Two chemicals found in sweetgrass, phytol and coumarin, repel mosquitoes.

==Taxonomy==
The name Hierochloe odorata is from the Greek and Latin. Hierochloe means "holy grass" and odorata means "fragrant". Some authors include Hierochloe in Anthoxanthum; in this case this species is given the epithet nitens to avoid confusion with a different species, Anthoxanthum odoratum, sweet vernal grass.

==Distribution==
In North America Hierochloe odorata occurs in southern Canada, northern Great Plains/Rocky Mountains and northwest of U.S., and New England. In continental Europe it occurs north from Switzerland. There is only one site in Ireland, and it is recorded in four counties of Scotland and one in north-eastern England.

== Ecology ==
Hierochloe odorata is a marshland species occupying the middle range of habitat between dune and salt marsh ecosystems. The species shows little preference for a soil's nutrient or water content, but is rigidly restricted by pH and salinity. The species is consistently associated with Juncus balticus in marshlands, and Ammophila breviligulata in dune ecosystems. The species reaches peak abundance on the edge of these competing species ranges. The associated plants are thought to be major inhibitors of growth. The species is only documented to be browsed by the American pika (Ochotona princeps) and European bison. Other native herbivores, such as white-tailed deer, elk or American bison may graze on it. The chemical coumarin, which creates the species signature vanilla smell, has a bitter taste that deters grazers.

==Propagation==
Propagation is easiest by cutting out plugs from established plants. These plugs should have at least one active rhizome, and grow rapidly under greenhouse care. When establishing stands in the wild, Hierochloe odorata seeds require a period of cold temperatures before they germinate, and germinate at a rate of 25-50%. Hierochloe odorata grows best in soil with few competing weeds, loose texture and moistened to the point of surface puddling. Seedlings require constant moisture until they sprout, around 10 to 14 days later.

==Uses==
The plant is harvested by cutting grass in early to late summer at the desired length. Hierochloe odorata harvested after the first frost has little or no scent and is less desirable for basketry. Basketweavers sun-dry cut sweet grass until it is dry and brittle. The brittle form of sweet grass must be soaked in warm water until it becomes pliable. The pliable grass is typically braided into thick threads and then redried for use.

===European traditions===
Holy grass was strewn before church doors on saints' days in northern Europe, presumably because of the sweet smell that arose when it was trodden on. It was used in France to flavor candy, tobacco, soft drinks, and perfumes. In Europe, the species Hierochloe alpina is frequently substituted or used interchangeably. In Russia, it was used to flavor tea. It is still used in flavored vodka, such as the Polish Żubrówka.

In Finnmark, Sámi peoples have braided and dried the grass (háissasuoidni in Northern Sámi) to use as a perfume, either directly or by storing it with clothes.

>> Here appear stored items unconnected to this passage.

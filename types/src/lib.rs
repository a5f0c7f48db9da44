//! Fundamental types for the attestation protocol.
//!
//! This crate defines the core types shared across every other crate in the workspace:
//! identities, content-derived identifiers, claims, block heights, the execution
//! context and protocol parameters.

pub mod claim;
pub mod context;
pub mod entity;
pub mod error;
pub mod height;
pub mod keys;
pub mod params;

pub use claim::Claim;
pub use context::ExecutionContext;
pub use entity::EntityId;
pub use error::ParseError;
pub use height::BlockHeight;
pub use keys::{KeyPair, PrivateKey, PublicKey};
pub use params::ProtocolParams;

/// Decode a 64-character hex string into 32 bytes.
pub(crate) fn decode_hex32(s: &str) -> Result<[u8; 32], ParseError> {
    let bytes = hex::decode(s.trim_start_matches("0x"))
        .map_err(|e| ParseError::Hex(e.to_string()))?;
    bytes
        .as_slice()
        .try_into()
        .map_err(|_| ParseError::Length { expected: 32, actual: bytes.len() })
}
//! Ed25519 key generation.

use attest_types::{KeyPair, PrivateKey, PublicKey};
use ed25519_dalek::SigningKey;
use rand::rngs::OsRng;

/// Generate a new Ed25519 key pair from a secure random source.
pub fn generate_keypair() -> KeyPair {
    let signing_key = SigningKey::generate(&mut OsRng);
    let verifying_key = signing_key.verifying_key();
    KeyPair {
        public: PublicKey(verifying_key.to_bytes()),
        private: PrivateKey(signing_key.to_bytes()),
    }
}

/// Derive the public key from a private key.
pub fn public_from_private(private: &PrivateKey) -> PublicKey {
    let signing_key = SigningKey::from_bytes(&private.0);
    PublicKey(signing_key.verifying_key().to_bytes())
}

/// Reconstruct a full key pair from a private key.
pub fn keypair_from_private(private: PrivateKey) -> KeyPair {
    let public = public_from_private(&private);
    KeyPair { public, private }
}

/// Derive a key pair from a 32-byte seed (deterministic).
pub fn keypair_from_seed(seed: &[u8; 32]) -> KeyPair {
    keypair_from_private(PrivateKey(*seed))
}
//! Structured logging initialisation.
//!
//! Two output formats are supported:
//! - [`LogFormat::Human`]: coloured, human-readable lines (development).
//! - [`LogFormat::Json`]: newline-delimited JSON (log aggregation).
//!
//! The filter level can be overridden at runtime via the `RUST_LOG`
//! environment variable.  When `RUST_LOG` is not set, the caller-supplied
//! `level` string is used (e.g. `"info"`, `"debug,attest_runtime=trace"`).

use std::str::FromStr;

use tracing_subscriber::{fmt, layer::SubscriberExt, util::SubscriberInitExt, EnvFilter};

/// Selects the output format for structured logs.
#[derive(Debug, Clone, Copy, PartialEq, Eq)]
pub enum LogFormat {
    /// Pretty-printed, coloured output for local development.
    Human,
    /// Newline-delimited JSON for log aggregation pipelines.
    Json,
}

impl FromStr for LogFormat {
    type Err = String;

    fn from_str(s: &str) -> Result<Self, Self::Err> {
        match s.to_ascii_lowercase().as_str() {
            "human" => Ok(LogFormat::Human),
            "json" => Ok(LogFormat::Json),
            other => Err(format!("unknown log format '{other}' (expected human or json)")),
        }
    }
}

/// Initialise the global tracing subscriber.
///
/// Logs go to stderr so command output on stdout stays machine-readable.
///
/// # Panics
///
/// Panics if a global subscriber has already been set (i.e. this function
/// was called twice in the same process).
pub fn init_logging(format: LogFormat, level: &str) {
    let filter = EnvFilter::try_from_default_env().unwrap_or_else(|_| EnvFilter::new(level));

    match format {
        LogFormat::Human => {
            tracing_subscriber::registry()
                .with(filter)
                .with(fmt::layer().with_target(true).with_writer(std::io::stderr))
                .init();
        }
        LogFormat::Json => {
            tracing_subscriber::registry()
                .with(filter)
                .with(
                    fmt::layer()
                        .json()
                        .with_target(true)
                        .with_writer(std::io::stderr),
                )
                .init();
        }
    }
}

#[cfg(test)]
mod tests {
    use super::*;

    #[test]
    fn parses_formats_case_insensitively() {
        assert_eq!("human".parse::<LogFormat>().unwrap(), LogFormat::Human);
        assert_eq!("JSON".parse::<LogFormat>().unwrap(), LogFormat::Json);
        assert!("xml".parse::<LogFormat>().is_err());
    }
}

===Indigenous traditions (North America)===
Sweetgrass is widely used by Indigenous peoples from many different Nations in North America. The Haudenosaunee (Iroquois) tribes have been known to use sweetgrass in a variety of ways, such as basketry, ceremonial smudging, incense, perfume, and herbal medicine. Among many of the Indigenous peoples of the Great Plains and Canadian Prairies it is considered one of the "four sacred medicines". Though being used for many purposes, its main two purposes for many tribes are to attract good spirits and as a natural mosquito repellent. It is also known as the "Hair of Mother Earth". Robin Wall Kimmerer writes about sweetgrass and its sustainable harvesting in her book Braiding Sweetgrass.